> Stored data entries

=== Begin Enclosure ===

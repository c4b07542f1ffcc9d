//! # lit-client
//!
//! Client for the JSON-RPC interface a LIT node exposes over a single
//! WebSocket (`ws://<host>:<port>/ws`).
//!
//! - **Connection**: [`ConnectionManager`] owns the socket and the
//!   [`ConnectionState`] machine
//! - **Dispatch**: one task per connection owns the pending-call registry and
//!   correlates responses to callers by request id
//! - **Status cache**: [`StatusCache`] remembers whether the node listens for
//!   peers once that has been determined
//! - **Commands**: [`LitClient`] exposes the node's `LitRPC.*` procedures with
//!   typed payloads and per-command reply checks
//!
//! ```no_run
//! # async fn run() -> lit_client::Result<()> {
//! use lit_client::LitClient;
//!
//! let client = LitClient::new("localhost", 8001);
//! client.open().await?;
//! client.listen(2448).await?;
//! assert!(client.is_listening().await?);
//! for balance in client.list_balances().await? {
//!     println!("coin {}: {}", balance.coin_type, balance.txo_total);
//! }
//! client.close().await?;
//! # Ok(())
//! # }
//! ```

#![deny(unsafe_code)]

pub mod bytes;
pub mod client;
pub mod commands;
pub mod connection;
pub mod dispatcher;
pub mod errors;
pub mod status;
pub mod transport;
pub mod types;
pub mod validate;

pub use client::LitClient;
pub use commands::types::*;
pub use connection::{ConnectionManager, ConnectionState};
pub use errors::{ClientError, Result};
pub use lit_settings::ClientSettings;
pub use status::{ListeningStatus, StatusCache};
pub use transport::RpcTransport;
pub use types::{RequestEnvelope, ResponseEnvelope};
pub use validate::ReplyCheck;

=== End Enclosure ===

> Instructions for the task
Show me every line in the data above that includes "errors".

> Problem solution
pub mod errors;
pub use errors::{ClientError, Result};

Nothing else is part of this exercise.